When an AI can really tell a compelling story, it will have passed the test for strong AI.
Bruce Perens.
I couldn't even make it through this absolute nonsense. It was just a random series of words without any sort of logic or "red line". In other words: exactly what you can expect from the pathetic joke they call "AI".
Umm...yeah, no.
Neither of those words would be a good choice to describe the short. I'd choose a loose definition of "interesting". The dialogue is utterly nonsensical. Is that funny? No, not really. It's just jumbling up a bunch of words and choosing them randomly to fill subject/predicate templates based on the type of word they are (noun, verb, etc.) I'm sure it was fun for the actors to try and bring that to life for the viewer. It looks like the type of exercise that might be used in an acting class to illustrate that a narrative can be conveyed through emotion. I thought the actors did a great job with that.
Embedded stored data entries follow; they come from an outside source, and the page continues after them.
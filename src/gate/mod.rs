//! Logic gate evaluator.
//!
//! Seven gates over 1–4 Boolean inputs. `NOT` always takes exactly one
//! input; every other gate takes 2, 3 or 4, chosen by the caller.
//!
//! For more than two inputs `XOR` is odd parity and `XNOR` even parity.

pub mod truth_table;

use std::fmt;
use std::ops::RangeInclusive;
use std::str::FromStr;

use serde::{Deserialize, Serialize};

use crate::{Error, Result};

pub use truth_table::{truth_table, TruthRow, TruthTable};

/// Input counts accepted by every gate except `NOT`.
pub const MULTI_INPUT_ARITY: RangeInclusive<usize> = 2..=4;

/// A logic gate.
#[derive(Debug, Clone, Copy, PartialEq, Eq, Hash, Serialize, Deserialize)]
#[serde(rename_all = "UPPERCASE")]
pub enum Gate {
    And,
    Or,
    Not,
    Nand,
    Nor,
    Xor,
    Xnor,
}

impl Gate {
    pub const ALL: [Gate; 7] = [
        Gate::And, Gate::Or, Gate::Not, Gate::Nand,
        Gate::Nor, Gate::Xor, Gate::Xnor,
    ];

    pub fn is_unary(self) -> bool {
        matches!(self, Gate::Not)
    }

    pub fn accepts_arity(self, arity: usize) -> bool {
        if self.is_unary() { arity == 1 } else { MULTI_INPUT_ARITY.contains(&arity) }
    }

    /// Input count the simulator uses for a requested count: 1 for `NOT`,
    /// otherwise the request clamped to 2..=4.
    pub fn effective_arity(self, requested: usize) -> usize {
        if self.is_unary() {
            1
        } else {
            requested.clamp(*MULTI_INPUT_ARITY.start(), *MULTI_INPUT_ARITY.end())
        }
    }

    /// Output for `inputs`. The caller guarantees the arity.
    fn apply(self, inputs: &[bool]) -> bool {
        let highs = inputs.iter().filter(|&&x| x).count();
        match self {
            Gate::And => highs == inputs.len(),
            Gate::Or => highs > 0,
            Gate::Not => !inputs[0],
            Gate::Nand => highs != inputs.len(),
            Gate::Nor => highs == 0,
            Gate::Xor => highs % 2 == 1,
            Gate::Xnor => highs % 2 == 0,
        }
    }

    pub fn name(self) -> &'static str {
        match self {
            Gate::And => "AND",
            Gate::Or => "OR",
            Gate::Not => "NOT",
            Gate::Nand => "NAND",
            Gate::Nor => "NOR",
            Gate::Xor => "XOR",
            Gate::Xnor => "XNOR",
        }
    }

    /// Boolean-algebra symbol.
    pub fn symbol(self) -> &'static str {
        match self {
            Gate::And => "·",
            Gate::Or => "+",
            Gate::Not => "¬",
            Gate::Nand => "↑",
            Gate::Nor => "↓",
            Gate::Xor => "⊕",
            Gate::Xnor => "⊙",
        }
    }

    pub fn description(self) -> &'static str {
        match self {
            Gate::And => "Output is 1 only when ALL inputs are 1",
            Gate::Or => "Output is 1 when ANY input is 1",
            Gate::Not => "Output is opposite of input",
            Gate::Nand => "NOT AND - opposite of AND gate",
            Gate::Nor => "NOT OR - opposite of OR gate",
            Gate::Xor => "Exclusive OR - output is 1 when inputs are different",
            Gate::Xnor => "Exclusive NOR - output is 1 when inputs are same",
        }
    }

    /// Whether the gate symbol carries an inversion bubble.
    pub fn is_inverted(self) -> bool {
        matches!(self, Gate::Nand | Gate::Nor | Gate::Xnor)
    }
}

impl fmt::Display for Gate {
    fn fmt(&self, f: &mut fmt::Formatter<'_>) -> fmt::Result {
        f.write_str(self.name())
    }
}

impl FromStr for Gate {
    type Err = Error;

    fn from_str(s: &str) -> std::result::Result<Self, Self::Err> {
        Gate::ALL
            .into_iter()
            .find(|g| g.name().eq_ignore_ascii_case(s.trim()))
            .ok_or_else(|| Error::UnknownName { kind: "gate", name: s.to_owned() })
    }
}

/// Evaluate `gate` over `inputs`.
///
/// Fails with [`Error::InvalidArity`] when the input count does not suit
/// the gate (`NOT` needs exactly one, the rest 2–4).
pub fn evaluate_gate(gate: Gate, inputs: &[bool]) -> Result<bool> {
    if !gate.accepts_arity(inputs.len()) {
        return Err(Error::InvalidArity { gate, arity: inputs.len() });
    }
    Ok(gate.apply(inputs))
}
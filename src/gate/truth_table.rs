//! Truth-table enumeration.
//!
//! Rows count up in binary with the first input as the most-significant
//! bit: row `i` sets input `j` to bit `n-1-j` of `i`. The first row is
//! all-false and the last all-true.

use serde::{Deserialize, Serialize};
use smallvec::SmallVec;

use super::Gate;
use crate::{Error, Result};

/// One row: an input combination and the gate's output for it.
#[derive(Debug, Clone, PartialEq, Eq, Serialize, Deserialize)]
pub struct TruthRow {
    pub inputs: SmallVec<[bool; 4]>,
    pub output: bool,
}

/// Every input combination for a gate at a given arity, in counting order.
#[derive(Debug, Clone, PartialEq, Eq, Serialize, Deserialize)]
pub struct TruthTable {
    pub gate: Gate,
    pub arity: usize,
    pub rows: Vec<TruthRow>,
}

impl TruthTable {
    pub fn len(&self) -> usize { self.rows.len() }
    pub fn is_empty(&self) -> bool { self.rows.is_empty() }

    /// Rows whose output is 1.
    pub fn high_count(&self) -> usize {
        self.rows.iter().filter(|r| r.output).count()
    }

    /// Rows whose output is 0.
    pub fn low_count(&self) -> usize {
        self.rows.len() - self.high_count()
    }

    /// The output column, top to bottom.
    pub fn outputs(&self) -> impl Iterator<Item = bool> + '_ {
        self.rows.iter().map(|r| r.output)
    }
}

/// Enumerate all `2^arity` rows for `gate`.
pub fn truth_table(gate: Gate, arity: usize) -> Result<TruthTable> {
    if !gate.accepts_arity(arity) {
        return Err(Error::InvalidArity { gate, arity });
    }

    let rows = (0..1usize << arity)
        .map(|i| {
            let inputs: SmallVec<[bool; 4]> = (0..arity).rev().map(|j| (i >> j) & 1 == 1).collect();
            let output = gate.apply(&inputs);
            TruthRow { inputs, output }
        })
        .collect();

    tracing::debug!(%gate, arity, "generated truth table");
    Ok(TruthTable { gate, arity, rows })
}
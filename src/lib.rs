//! # logic-lab — Number Systems & Digital Logic Lab
//!
//! The computational core of an interactive teaching lab for computer
//! organization courses. Three independent tools, each a pure function of
//! its inputs:
//!
//! 1. **Base converter**: decimal / binary / hexadecimal / octal under a
//!    chosen bit width and signedness, with range validation
//! 2. **Bitwise evaluator**: AND, OR, XOR, NOT, NAND, NOR applied bit-by-bit
//!    to fixed-width binary operands
//! 3. **Logic gates**: AND, OR, NOT, NAND, NOR, XOR, XNOR over 1–4 inputs,
//!    plus exhaustive truth tables
//!
//! Rendering is left to the caller. The [`lab`] module holds immutable
//! per-tool snapshots a UI can own and replace on every input change.
//!
//! ## Quick Start
//!
//! ```rust
//! use logic_lab::{convert_base, evaluate_bitwise, truth_table};
//! use logic_lab::{BitWidth, BitwiseOp, Gate, Radix};
//!
//! # fn example() -> logic_lab::Result<()> {
//! let c = convert_base("-1", Radix::Decimal, BitWidth::W8, true)?;
//! assert_eq!(c.binary, "11111111");
//! assert_eq!(c.hexadecimal, "-1");
//!
//! let r = evaluate_bitwise("1101", "1010", BitwiseOp::And, BitWidth::W4);
//! assert_eq!(r.binary, "1000");
//!
//! let table = truth_table(Gate::Xor, 2)?;
//! assert_eq!(table.high_count(), 2);
//! # Ok(())
//! # }
//! # example().unwrap();
//! ```

// ============================================================================
// Modules
// ============================================================================

pub mod model;
pub mod convert;
pub mod bitwise;
pub mod gate;
pub mod format;
pub mod lab;
pub mod config;

// ============================================================================
// Re-exports: Model
// ============================================================================

pub use model::{BitVector, BitWidth, Radix};

// ============================================================================
// Re-exports: Evaluators
// ============================================================================

pub use convert::{convert_base, Conversion};
pub use bitwise::{evaluate_bitwise, evaluate_bitwise_detailed, BitwiseEvaluation, BitwiseOp, BitwiseResult};
pub use gate::{evaluate_gate, truth_table, Gate, TruthRow, TruthTable};

// ============================================================================
// Re-exports: State container + config
// ============================================================================

pub use lab::{BitwiseState, ConverterState, ConverterView, GateState, Lab, SimulatorMode, Tool};
pub use config::LabConfig;

// ============================================================================
// Error Types
// ============================================================================

#[derive(Debug, thiserror::Error)]
pub enum Error {
    #[error("Invalid number: '{literal}' is not a valid {radix} literal")]
    ParseError { literal: String, radix: Radix },

    #[error("Number out of range for {width}-bit {} integer", signedness(.signed))]
    RangeError { width: BitWidth, signed: bool },

    #[error("Invalid arity for {gate} gate: got {arity}, expected {}", arity_hint(.gate))]
    InvalidArity { gate: Gate, arity: usize },

    #[error("Unknown {kind}: '{name}'")]
    UnknownName { kind: &'static str, name: String },

    #[error("Config error: {0}")]
    ConfigError(String),

    #[error("JSON error: {0}")]
    Json(#[from] serde_json::Error),

    #[error("IO error: {0}")]
    Io(#[from] std::io::Error),
}

fn signedness(signed: &bool) -> &'static str {
    if *signed { "signed" } else { "unsigned" }
}

fn arity_hint(gate: &Gate) -> &'static str {
    if gate.is_unary() { "exactly 1" } else { "2 to 4" }
}

/// Errors surfaced by the base converter. Only `ParseError` and
/// `RangeError` are ever produced by [`convert_base`].
pub type ConversionError = Error;

pub type Result<T> = std::result::Result<T, Error>;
I'd be much more interested to see what a more robust AI could do. The one that Google is feeding romance novels to would be a good one. We'll see if an AI conquer the chick-flick.
DISCLAIMER: It is not my intention to imply that only women read romance novels. The term "chick" is also considered derogatory by many women and I am merely using the term in its known context as a label for certain types of films, not as any kind of statement on the gender or to imply association with young avian creatures.
I'm sorry, but your opinion seems to be wrong.
I did... and I have been to Cannes Film Festival... It's nearly identical to some of the horribly artsy tripe filmed and passed off as art.
Do not look at laser with remaining good eye.
Beats the hell out of Michael Bay.
The world's burning. Moped Jesus spotted on I50. Details at 11.
It's actually pretty easy to get computers to write *almost* coherent prose simply by feeding it the text of a few novels and getting to regurgitate it back out based simply on some simple algorithms, like word order and basic structural analysis, combined with a few rules about character interaction. It sounds like that's exactly what they did here. What this represented was not AI, but a form of data analysis. An interesting experiment, to be sure, but that's really all.
I listened to a few minutes of this, and it sounds exactly like the sort of output you'd expect from such an algorithm. It almost sounds right, but there's no real meaning there at all. The computer had no idea what it was regurgitating. It was only the human directors and actors that even gave that gibberish a hint of meaning, and it was still a stretch.
Irony: Agile development has too much intertia to be abandoned now.
If you told people this was a script written by Andy Warhol or some other famous weirdo, the critics would fawn all over it, find all kinds of hidden meanings and metaphors in it, and claim anyone who didn't understand it was just beneath it. It would sell for millions of dollars.